*** RECORDS SHOWN Section Begins ***

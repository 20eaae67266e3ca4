//! Temporal knowledge-graph episodes
//!
//! Episodes are loaded from a JSON file and stored as `Episodic` nodes in
//! Neo4j. Entity and fact extraction happen outside this crate.

pub mod client;
pub mod episode;

pub use client::{EpisodeHit, GraphClient, GraphConfig, ingest_episodes};
pub use episode::{Episode, EpisodeKind, load_episodes};
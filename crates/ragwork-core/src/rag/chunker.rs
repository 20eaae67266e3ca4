//! Word-window chunking
//!
//! Text is split on whitespace and cut into windows of `size` words. Each
//! window starts `size - overlap` words after the previous one, so adjacent
//! chunks share `overlap` words.

use crate::error::{Error, Result};

/// Default words per chunk
pub const DEFAULT_CHUNK_SIZE: usize = 120;

/// Default words shared between adjacent chunks
pub const DEFAULT_CHUNK_OVERLAP: usize = 20;

/// Fixed-size overlapping word windows
#[derive(Debug, Clone, Copy, PartialEq, Eq)]
pub struct WordChunker {
    size: usize,
    overlap: usize,
}

impl WordChunker {
    /// Create a chunker. The window must be non-empty and must advance.
    pub fn new(size: usize, overlap: usize) -> Result<Self> {
        if size == 0 {
            return Err(Error::InvalidInput(
                "Chunk size must be at least one word".to_string(),
            ));
        }
        if overlap >= size {
            return Err(Error::InvalidInput(format!(
                "Chunk overlap ({}) must be smaller than chunk size ({})",
                overlap, size
            )));
        }
        Ok(Self { size, overlap })
    }

    pub fn size(&self) -> usize {
        self.size
    }

    pub fn overlap(&self) -> usize {
        self.overlap
    }

    /// Words the window moves forward each step
    pub fn step(&self) -> usize {
        self.size - self.overlap
    }

    pub fn chunk(&self, text: &str) -> Vec<String> {
        let words: Vec<&str> = text.split_whitespace().collect();
        let mut chunks = Vec::new();
        let mut start = 0;

        while start < words.len() {
            let end = (start + self.size).min(words.len());
            chunks.push(words[start..end].join(" "));
            // A window that reached the last word covers every later start
            if end == words.len() {
                break;
            }
            start += self.step();
        }

        chunks
    }
}

impl Default for WordChunker {
    fn default() -> Self {
        Self {
            size: DEFAULT_CHUNK_SIZE,
            overlap: DEFAULT_CHUNK_OVERLAP,
        }
    }
}
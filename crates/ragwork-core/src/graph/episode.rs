//! Episodes: timestamped inputs for the knowledge graph

use std::fmt;
use std::path::Path;

use serde::{Deserialize, Serialize};
use serde_json::Value;
use tracing::{error, info};

/// How an episode body should be read
#[derive(Debug, Clone, Copy, PartialEq, Eq, Serialize, Deserialize)]
#[serde(rename_all = "lowercase")]
pub enum EpisodeKind {
    Text,
    Json,
}

impl EpisodeKind {
    pub fn as_str(&self) -> &'static str {
        match self {
            Self::Text => "text",
            Self::Json => "json",
        }
    }
}

impl fmt::Display for EpisodeKind {
    fn fmt(&self, f: &mut fmt::Formatter<'_>) -> fmt::Result {
        write!(f, "{}", self.as_str())
    }
}

/// One entry of an episodes file
///
/// ```json
/// {"content": "Tony Stark is Iron Man.", "type": "text", "description": "Hero status report"}
/// ```
#[derive(Debug, Clone, PartialEq, Serialize, Deserialize)]
pub struct Episode {
    /// A string, or any JSON value for structured episodes
    pub content: Value,
    #[serde(rename = "type")]
    pub kind: EpisodeKind,
    pub description: String,
}

impl Episode {
    pub fn text(content: impl Into<String>, description: impl Into<String>) -> Self {
        Self {
            content: Value::String(content.into()),
            kind: EpisodeKind::Text,
            description: description.into(),
        }
    }

    pub fn json(content: Value, description: impl Into<String>) -> Self {
        Self {
            content,
            kind: EpisodeKind::Json,
            description: description.into(),
        }
    }

    /// Body sent to the graph: strings verbatim, anything else as JSON
    pub fn body(&self) -> String {
        match &self.content {
            Value::String(s) => s.clone(),
            other => other.to_string(),
        }
    }
}

/// Read an episodes file. Any problem is logged and yields an empty list.
pub fn load_episodes(path: &Path) -> Vec<Episode> {
    let raw = match std::fs::read_to_string(path) {
        Ok(raw) => raw,
        Err(e) if e.kind() == std::io::ErrorKind::NotFound => {
            error!(path = %path.display(), "Episodes file not found");
            return Vec::new();
        }
        Err(e) => {
            error!(path = %path.display(), error = %e, "Failed to read episodes file");
            return Vec::new();
        }
    };

    match serde_json::from_str::<Vec<Episode>>(&raw) {
        Ok(episodes) => {
            info!(path = %path.display(), count = episodes.len(), "Loaded episodes");
            episodes
        }
        Err(e) => {
            error!(path = %path.display(), error = %e, "Error parsing episodes file");
            Vec::new()
        }
    }
}

#[cfg(test)]
mod tests {
    use super::*;
    use serde_json::json;
    use tempfile::TempDir;

    #[test]
    fn test_load_valid_file() {
        let dir = TempDir::new().unwrap();
        let path = dir.path().join("episodes.json");
        std::fs::write(
            &path,
            r#"[
                {"content": "Tony Stark is Iron Man.", "type": "text", "description": "Hero status report"},
                {"content": {"name": "Sam Wilson", "alias": "Captain America"}, "type": "json", "description": "Hero profile"}
            ]"#,
        )
        .unwrap();

        let episodes = load_episodes(&path);
        assert_eq!(episodes.len(), 2);
        assert_eq!(episodes[0].kind, EpisodeKind::Text);
        assert_eq!(episodes[0].body(), "Tony Stark is Iron Man.");
        assert_eq!(episodes[1].kind, EpisodeKind::Json);
        assert_eq!(
            serde_json::from_str::<Value>(&episodes[1].body()).unwrap(),
            json!({"name": "Sam Wilson", "alias": "Captain America"})
        );
    }

    #[test]
    fn test_missing_file_is_empty() {
        let dir = TempDir::new().unwrap();
        assert!(load_episodes(&dir.path().join("nope.json")).is_empty());
    }

    #[test]
    fn test_malformed_file_is_empty() {
        let dir = TempDir::new().unwrap();
        let path = dir.path().join("episodes.json");

        std::fs::write(&path, "[{not json").unwrap();
        assert!(load_episodes(&path).is_empty());

        std::fs::write(&path, r#"[{"content": "x", "type": "video", "description": "d"}]"#).unwrap();
        assert!(load_episodes(&path).is_empty());
    }

    #[test]
    fn test_constructors() {
        let text = Episode::text("Thor is king", "status");
        assert_eq!(text.kind.to_string(), "text");
        assert_eq!(text.body(), "Thor is king");

        let structured = Episode::json(json!({"status": "retired"}), "profile");
        assert_eq!(structured.body(), r#"{"status":"retired"}"#);
    }
}
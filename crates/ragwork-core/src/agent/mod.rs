//! Retrieval exposed as agent tools
//!
//! Tools share a `MissionContext`: document retrieval over the RAG store,
//! two lookups against the hero roster, and optional knowledge-graph search.

pub mod context;
pub mod heroes;
pub mod tool;
pub mod tools;

pub use context::{DEFAULT_MISSION_ID, FRIDAY_INSTRUCTIONS, MissionContext};
pub use heroes::{HeroDirectory, HeroStatus, Superhero, SuperheroInfo};
pub use tool::{Tool, ToolRegistry};
pub use tools::{
    GET_AVAILABLE_HEROES, GET_HEROES_BY_SPECIALTY, GetAvailableHeroes, GetHeroesBySpecialty,
    RETRIEVE_MISSION_INTEL, RetrievalResult, RetrieveMissionIntel, SEARCH_KNOWLEDGE_GRAPH,
    SearchKnowledgeGraph, add_graph_search, mission_tools,
};
//! Retrieve, augment, generate

use serde::Serialize;
use tracing::{error, info, warn};

use super::prompt::{build_context, render_prompt, unavailable_context};
use super::retriever::Retriever;
use super::similarity::ScoredChunk;
use crate::error::Error;
use crate::llm::{ChatModel, Embedder, Message};

/// Answer shown in place of a reply the model returned empty
pub const EMPTY_RESPONSE: &str = "No response generated";

/// Outcome of one question, whatever went wrong along the way
#[derive(Debug, Clone, Serialize)]
pub struct RagAnswer {
    pub question: String,
    pub passages: Vec<ScoredChunk>,
    pub answer: String,
}

pub struct RagPipeline<E, C> {
    retriever: Retriever<E>,
    chat: C,
}

impl<E: Embedder, C: ChatModel> RagPipeline<E, C> {
    pub fn new(retriever: Retriever<E>, chat: C) -> Self {
        Self { retriever, chat }
    }

    /// Run the full pipeline. Failures end up inside the answer text.
    pub async fn answer(&self, question: &str, k: usize) -> RagAnswer {
        info!(question = %question, k = k, "Answering question");

        let (context, passages) = match self.retriever.retrieve(question, k).await {
            Ok(passages) => (build_context(&passages), passages),
            Err(e) => {
                error!(error = %e, "Retrieval failed");
                (unavailable_context(&e), Vec::new())
            }
        };

        let prompt = render_prompt(&context, question);
        let answer = match self.chat.chat(vec![Message::user(prompt)]).await {
            Ok(reply) if reply.trim().is_empty() => EMPTY_RESPONSE.to_string(),
            Ok(reply) => reply,
            Err(e) => {
                warn!(error = %e, code = e.code(), "Generation failed");
                generation_error(&e)
            }
        };

        RagAnswer {
            question: question.to_string(),
            passages,
            answer,
        }
    }
}

/// Placeholder answer for a failed chat call
pub fn generation_error(err: &Error) -> String {
    format!("API ERROR ({}): Unable to generate response", err.kind())
}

*** RECORDS SHOWN Section Ends ***

- REQUIREMENT: Search the data above for lines holding "alias" and copy each of them.

- RESULT OF THIS TASK:
                {"content": {"name": "Sam Wilson", "alias": "Captain America"}, "type": "json", "description": "Hero profile"}
            json!({"name": "Sam Wilson", "alias": "Captain America"})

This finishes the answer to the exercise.